- Brief
Repeat the records below line by line, exactly, finishing on the line that contains "#[derive(Debug, Error, PartialEq, Eq)]".

- Stored items
--------------------------------------------------

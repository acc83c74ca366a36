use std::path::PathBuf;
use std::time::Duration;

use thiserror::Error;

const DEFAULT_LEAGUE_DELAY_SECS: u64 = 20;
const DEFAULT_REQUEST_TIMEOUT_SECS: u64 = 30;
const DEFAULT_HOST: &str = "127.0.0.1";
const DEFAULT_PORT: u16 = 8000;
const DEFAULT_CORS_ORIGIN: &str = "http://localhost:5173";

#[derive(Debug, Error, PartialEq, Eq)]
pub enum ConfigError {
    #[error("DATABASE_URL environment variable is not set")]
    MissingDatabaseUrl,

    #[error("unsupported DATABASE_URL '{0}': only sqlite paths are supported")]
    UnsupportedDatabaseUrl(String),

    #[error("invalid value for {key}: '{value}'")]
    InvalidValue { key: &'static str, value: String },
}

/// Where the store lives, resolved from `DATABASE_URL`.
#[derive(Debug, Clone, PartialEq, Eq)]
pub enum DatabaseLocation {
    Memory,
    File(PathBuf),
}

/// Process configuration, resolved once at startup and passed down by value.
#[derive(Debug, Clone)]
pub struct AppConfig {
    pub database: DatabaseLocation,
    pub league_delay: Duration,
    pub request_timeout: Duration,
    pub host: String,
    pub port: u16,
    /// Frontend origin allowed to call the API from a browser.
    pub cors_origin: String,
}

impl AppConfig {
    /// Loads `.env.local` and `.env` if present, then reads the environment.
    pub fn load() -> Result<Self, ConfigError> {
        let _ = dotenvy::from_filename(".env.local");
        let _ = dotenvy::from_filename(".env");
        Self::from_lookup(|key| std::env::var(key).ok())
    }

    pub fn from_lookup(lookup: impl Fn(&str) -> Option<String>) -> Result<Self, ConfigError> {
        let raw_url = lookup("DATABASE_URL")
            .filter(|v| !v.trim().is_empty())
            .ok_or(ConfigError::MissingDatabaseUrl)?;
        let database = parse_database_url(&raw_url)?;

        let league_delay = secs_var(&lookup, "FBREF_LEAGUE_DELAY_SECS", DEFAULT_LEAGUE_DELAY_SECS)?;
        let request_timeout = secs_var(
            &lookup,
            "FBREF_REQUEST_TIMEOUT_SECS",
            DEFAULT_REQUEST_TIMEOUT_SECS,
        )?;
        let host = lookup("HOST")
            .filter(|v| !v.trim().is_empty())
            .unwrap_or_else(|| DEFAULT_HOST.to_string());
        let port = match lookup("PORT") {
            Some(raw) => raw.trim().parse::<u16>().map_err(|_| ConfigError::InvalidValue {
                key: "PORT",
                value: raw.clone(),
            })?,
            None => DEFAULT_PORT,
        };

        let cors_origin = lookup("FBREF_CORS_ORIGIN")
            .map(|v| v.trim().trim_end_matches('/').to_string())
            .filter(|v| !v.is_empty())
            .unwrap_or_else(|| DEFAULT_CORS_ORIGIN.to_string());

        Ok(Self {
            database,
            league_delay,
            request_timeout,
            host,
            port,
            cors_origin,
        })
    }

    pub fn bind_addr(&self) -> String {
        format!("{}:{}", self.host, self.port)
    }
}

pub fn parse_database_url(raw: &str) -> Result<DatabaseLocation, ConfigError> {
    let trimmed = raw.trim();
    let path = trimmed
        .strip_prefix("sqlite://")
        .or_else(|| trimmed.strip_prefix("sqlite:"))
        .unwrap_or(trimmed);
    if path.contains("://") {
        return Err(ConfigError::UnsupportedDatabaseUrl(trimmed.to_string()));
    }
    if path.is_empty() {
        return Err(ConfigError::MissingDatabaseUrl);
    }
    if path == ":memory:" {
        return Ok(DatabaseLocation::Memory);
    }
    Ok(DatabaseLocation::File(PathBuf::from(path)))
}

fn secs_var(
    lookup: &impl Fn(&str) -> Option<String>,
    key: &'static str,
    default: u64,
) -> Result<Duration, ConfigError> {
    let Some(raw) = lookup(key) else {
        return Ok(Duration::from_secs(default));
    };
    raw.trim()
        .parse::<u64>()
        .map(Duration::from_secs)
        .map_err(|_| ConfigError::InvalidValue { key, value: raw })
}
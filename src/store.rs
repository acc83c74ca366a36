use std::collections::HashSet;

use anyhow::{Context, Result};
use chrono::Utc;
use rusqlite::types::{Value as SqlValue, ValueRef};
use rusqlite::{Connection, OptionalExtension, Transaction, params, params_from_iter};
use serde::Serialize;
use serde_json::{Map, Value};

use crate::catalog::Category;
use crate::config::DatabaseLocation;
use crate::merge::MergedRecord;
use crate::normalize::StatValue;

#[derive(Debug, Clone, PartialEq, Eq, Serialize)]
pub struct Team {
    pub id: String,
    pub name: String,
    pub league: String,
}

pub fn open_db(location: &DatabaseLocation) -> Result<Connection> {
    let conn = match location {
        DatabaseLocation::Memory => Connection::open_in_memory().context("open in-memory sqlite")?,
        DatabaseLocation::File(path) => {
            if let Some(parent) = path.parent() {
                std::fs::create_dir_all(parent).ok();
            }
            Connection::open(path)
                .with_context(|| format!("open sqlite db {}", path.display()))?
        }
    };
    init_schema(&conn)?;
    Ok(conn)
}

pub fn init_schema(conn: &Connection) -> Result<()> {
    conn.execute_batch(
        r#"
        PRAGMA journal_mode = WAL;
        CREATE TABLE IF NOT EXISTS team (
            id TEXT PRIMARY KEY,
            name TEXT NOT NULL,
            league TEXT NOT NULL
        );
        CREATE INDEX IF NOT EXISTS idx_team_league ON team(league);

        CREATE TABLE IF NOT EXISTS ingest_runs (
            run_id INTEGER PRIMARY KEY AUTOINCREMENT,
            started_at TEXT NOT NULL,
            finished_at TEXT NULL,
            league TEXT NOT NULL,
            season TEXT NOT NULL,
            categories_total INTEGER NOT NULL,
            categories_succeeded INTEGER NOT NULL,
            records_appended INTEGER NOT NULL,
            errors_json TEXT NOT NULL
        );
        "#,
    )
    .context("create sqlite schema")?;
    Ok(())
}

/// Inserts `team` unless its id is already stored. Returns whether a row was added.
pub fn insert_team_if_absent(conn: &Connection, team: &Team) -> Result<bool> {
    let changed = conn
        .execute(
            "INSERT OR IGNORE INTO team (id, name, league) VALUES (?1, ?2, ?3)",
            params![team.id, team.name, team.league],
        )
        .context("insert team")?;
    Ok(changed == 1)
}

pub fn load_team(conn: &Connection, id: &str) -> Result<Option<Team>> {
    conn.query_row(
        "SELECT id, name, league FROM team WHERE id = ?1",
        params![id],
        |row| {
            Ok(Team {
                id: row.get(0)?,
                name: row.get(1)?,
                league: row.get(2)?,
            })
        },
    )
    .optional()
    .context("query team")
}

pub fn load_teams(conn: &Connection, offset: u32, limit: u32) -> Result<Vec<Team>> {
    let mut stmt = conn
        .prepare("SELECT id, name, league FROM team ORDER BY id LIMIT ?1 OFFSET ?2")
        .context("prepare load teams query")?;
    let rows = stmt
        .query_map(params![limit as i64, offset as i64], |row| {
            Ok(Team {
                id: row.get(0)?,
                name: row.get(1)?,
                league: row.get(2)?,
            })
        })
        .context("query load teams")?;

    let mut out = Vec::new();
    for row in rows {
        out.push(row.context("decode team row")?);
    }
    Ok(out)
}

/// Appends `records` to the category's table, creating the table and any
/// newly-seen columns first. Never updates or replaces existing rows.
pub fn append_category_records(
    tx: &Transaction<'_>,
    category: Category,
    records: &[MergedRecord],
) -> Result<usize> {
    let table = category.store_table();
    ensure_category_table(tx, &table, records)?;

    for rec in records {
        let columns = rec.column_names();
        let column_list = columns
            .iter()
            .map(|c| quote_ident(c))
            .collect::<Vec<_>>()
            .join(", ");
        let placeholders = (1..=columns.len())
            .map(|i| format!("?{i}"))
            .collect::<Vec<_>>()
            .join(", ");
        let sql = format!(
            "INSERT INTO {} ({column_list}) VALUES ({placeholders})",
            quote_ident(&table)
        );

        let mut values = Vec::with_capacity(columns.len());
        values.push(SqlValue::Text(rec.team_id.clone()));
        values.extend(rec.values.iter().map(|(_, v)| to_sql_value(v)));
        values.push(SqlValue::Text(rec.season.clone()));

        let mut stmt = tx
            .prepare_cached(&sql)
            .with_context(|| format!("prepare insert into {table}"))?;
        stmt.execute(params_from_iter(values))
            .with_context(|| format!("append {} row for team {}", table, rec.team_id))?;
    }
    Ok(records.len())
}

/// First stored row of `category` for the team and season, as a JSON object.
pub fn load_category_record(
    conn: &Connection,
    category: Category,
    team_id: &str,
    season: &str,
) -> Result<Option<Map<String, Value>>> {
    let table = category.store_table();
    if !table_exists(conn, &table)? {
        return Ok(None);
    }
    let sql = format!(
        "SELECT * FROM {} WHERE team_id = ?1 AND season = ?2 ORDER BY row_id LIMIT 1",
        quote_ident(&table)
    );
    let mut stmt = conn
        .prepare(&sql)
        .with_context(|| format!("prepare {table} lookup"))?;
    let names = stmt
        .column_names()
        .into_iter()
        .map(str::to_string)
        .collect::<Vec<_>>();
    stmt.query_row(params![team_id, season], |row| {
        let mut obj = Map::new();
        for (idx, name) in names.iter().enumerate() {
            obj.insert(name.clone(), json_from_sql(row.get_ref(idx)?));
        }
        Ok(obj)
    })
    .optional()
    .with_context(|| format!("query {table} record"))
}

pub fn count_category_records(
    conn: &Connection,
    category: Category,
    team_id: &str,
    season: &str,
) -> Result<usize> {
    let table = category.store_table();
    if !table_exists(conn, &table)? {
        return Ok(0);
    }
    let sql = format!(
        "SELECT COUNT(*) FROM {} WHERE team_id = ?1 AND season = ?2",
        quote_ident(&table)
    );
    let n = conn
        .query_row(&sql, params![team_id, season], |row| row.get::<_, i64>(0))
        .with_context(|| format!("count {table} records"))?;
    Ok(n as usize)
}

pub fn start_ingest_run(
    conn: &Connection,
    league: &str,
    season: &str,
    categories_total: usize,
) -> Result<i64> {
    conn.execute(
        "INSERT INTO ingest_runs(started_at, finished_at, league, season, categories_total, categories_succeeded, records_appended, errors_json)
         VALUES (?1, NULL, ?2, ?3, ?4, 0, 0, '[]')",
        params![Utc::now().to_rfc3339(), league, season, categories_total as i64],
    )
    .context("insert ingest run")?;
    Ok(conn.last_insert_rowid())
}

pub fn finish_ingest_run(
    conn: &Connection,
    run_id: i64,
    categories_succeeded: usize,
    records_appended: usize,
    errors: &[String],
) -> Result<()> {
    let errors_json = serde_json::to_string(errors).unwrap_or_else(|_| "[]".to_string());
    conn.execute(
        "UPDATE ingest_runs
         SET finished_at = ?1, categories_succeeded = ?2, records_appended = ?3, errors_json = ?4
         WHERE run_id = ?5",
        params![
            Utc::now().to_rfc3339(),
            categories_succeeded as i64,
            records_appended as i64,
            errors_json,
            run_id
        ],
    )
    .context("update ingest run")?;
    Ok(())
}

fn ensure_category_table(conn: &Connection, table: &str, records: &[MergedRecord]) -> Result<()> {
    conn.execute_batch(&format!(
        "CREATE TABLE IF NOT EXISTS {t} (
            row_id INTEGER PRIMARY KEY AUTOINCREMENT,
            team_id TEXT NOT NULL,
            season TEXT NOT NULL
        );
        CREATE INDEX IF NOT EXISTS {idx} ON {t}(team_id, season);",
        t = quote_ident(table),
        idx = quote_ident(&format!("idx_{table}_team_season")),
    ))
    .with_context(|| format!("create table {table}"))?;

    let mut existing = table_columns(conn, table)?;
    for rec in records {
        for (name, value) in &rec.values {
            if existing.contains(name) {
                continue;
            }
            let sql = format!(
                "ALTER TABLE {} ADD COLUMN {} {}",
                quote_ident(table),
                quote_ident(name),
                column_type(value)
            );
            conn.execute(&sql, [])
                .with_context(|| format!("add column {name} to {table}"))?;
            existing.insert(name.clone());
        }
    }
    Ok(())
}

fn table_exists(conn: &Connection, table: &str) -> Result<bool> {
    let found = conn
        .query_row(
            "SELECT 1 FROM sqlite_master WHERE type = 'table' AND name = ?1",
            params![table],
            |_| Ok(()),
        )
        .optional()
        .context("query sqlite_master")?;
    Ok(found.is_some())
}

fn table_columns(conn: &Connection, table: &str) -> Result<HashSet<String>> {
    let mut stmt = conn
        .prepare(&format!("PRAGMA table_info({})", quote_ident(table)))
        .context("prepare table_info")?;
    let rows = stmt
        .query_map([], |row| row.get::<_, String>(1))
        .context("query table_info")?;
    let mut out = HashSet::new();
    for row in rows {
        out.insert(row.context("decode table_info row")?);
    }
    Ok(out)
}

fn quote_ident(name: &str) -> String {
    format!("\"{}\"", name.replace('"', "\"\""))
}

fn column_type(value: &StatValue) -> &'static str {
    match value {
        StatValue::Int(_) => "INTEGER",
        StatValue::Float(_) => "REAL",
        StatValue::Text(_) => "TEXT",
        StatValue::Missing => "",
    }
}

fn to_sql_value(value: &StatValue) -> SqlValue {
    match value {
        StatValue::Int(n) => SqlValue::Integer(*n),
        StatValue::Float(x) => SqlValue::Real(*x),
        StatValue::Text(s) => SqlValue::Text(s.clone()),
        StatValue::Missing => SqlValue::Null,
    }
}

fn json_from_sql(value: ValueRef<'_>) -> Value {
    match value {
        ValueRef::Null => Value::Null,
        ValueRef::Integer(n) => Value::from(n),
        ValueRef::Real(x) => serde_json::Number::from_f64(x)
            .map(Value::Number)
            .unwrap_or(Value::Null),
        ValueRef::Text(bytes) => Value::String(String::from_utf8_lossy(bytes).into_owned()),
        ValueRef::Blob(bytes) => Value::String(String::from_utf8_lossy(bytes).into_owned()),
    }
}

--------------------------------------------------

- Expected answer
repository acc83c74ca366a36
use std::path::PathBuf;
use std::time::Duration;

use thiserror::Error;

const DEFAULT_LEAGUE_DELAY_SECS: u64 = 20;
const DEFAULT_REQUEST_TIMEOUT_SECS: u64 = 30;
const DEFAULT_HOST: &str = "127.0.0.1";
const DEFAULT_PORT: u16 = 8000;
const DEFAULT_CORS_ORIGIN: &str = "http://localhost:5173";

#[derive(Debug, Error, PartialEq, Eq)]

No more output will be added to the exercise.